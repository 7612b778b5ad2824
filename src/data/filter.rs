//! Record Filter Module
//! Set-membership selections over year, damage level and operator.

use super::record::{Dataset, Record};
use std::collections::BTreeSet;

/// Number of operators offered as selectable options.
pub const OPERATOR_OPTION_LIMIT: usize = 50;

/// User selections. An empty set means no filtering on that dimension.
#[derive(Debug, Clone, Default, PartialEq, Eq)]
pub struct FilterSelection {
    pub years: BTreeSet<i32>,
    pub damage_levels: BTreeSet<String>,
    pub operators: BTreeSet<String>,
}

impl FilterSelection {
    pub fn new() -> Self {
        Self::default()
    }

    pub fn with_years(mut self, years: impl IntoIterator<Item = i32>) -> Self {
        self.years.extend(years);
        self
    }

    pub fn with_damage_levels<S: Into<String>>(
        mut self,
        levels: impl IntoIterator<Item = S>,
    ) -> Self {
        self.damage_levels.extend(levels.into_iter().map(Into::into));
        self
    }

    pub fn with_operators<S: Into<String>>(
        mut self,
        operators: impl IntoIterator<Item = S>,
    ) -> Self {
        self.operators.extend(operators.into_iter().map(Into::into));
        self
    }

    /// True when no dimension is restricted.
    pub fn is_pass_through(&self) -> bool {
        self.years.is_empty() && self.damage_levels.is_empty() && self.operators.is_empty()
    }

    /// Whether a record satisfies every non-empty selection.
    ///
    /// A record with an unknown year never matches a non-empty year selection.
    pub fn matches(&self, record: &Record) -> bool {
        let year_ok = self.years.is_empty()
            || record.year.is_some_and(|y| self.years.contains(&y));
        let damage_ok =
            self.damage_levels.is_empty() || self.damage_levels.contains(&record.damage_level);
        let operator_ok = self.operators.is_empty() || self.operators.contains(&record.operator);
        year_ok && damage_ok && operator_ok
    }

    /// The sub-sequence of records matching the selection, in input order.
    pub fn apply<'a, I>(&self, records: I) -> Vec<&'a Record>
    where
        I: IntoIterator<Item = &'a Record>,
    {
        records.into_iter().filter(|r| self.matches(r)).collect()
    }
}

/// Values offered for selection, derived from a full dataset.
#[derive(Debug, Clone, Default, PartialEq, Eq)]
pub struct FilterOptions {
    pub years: Vec<i32>,
    pub damage_levels: Vec<String>,
    /// First [`OPERATOR_OPTION_LIMIT`] operators in sorted order.
    pub operators: Vec<String>,
}

impl FilterOptions {
    pub fn from_dataset(dataset: &Dataset) -> Self {
        let years: BTreeSet<i32> = dataset.records().iter().filter_map(|r| r.year).collect();
        let damage_levels: BTreeSet<&str> = dataset
            .records()
            .iter()
            .map(|r| r.damage_level.as_str())
            .collect();
        let operators: BTreeSet<&str> = dataset
            .records()
            .iter()
            .map(|r| r.operator.as_str())
            .collect();

        Self {
            years: years.into_iter().collect(),
            damage_levels: damage_levels.into_iter().map(str::to_string).collect(),
            operators: operators
                .into_iter()
                .take(OPERATOR_OPTION_LIMIT)
                .map(str::to_string)
                .collect(),
        }
    }
}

# Directions:
Write out every line in the data that holds the string "IntoIterator".

# Your response:
    pub fn with_years(mut self, years: impl IntoIterator<Item = i32>) -> Self {
        levels: impl IntoIterator<Item = S>,
        operators: impl IntoIterator<Item = S>,
        I: IntoIterator<Item = &'a Record>,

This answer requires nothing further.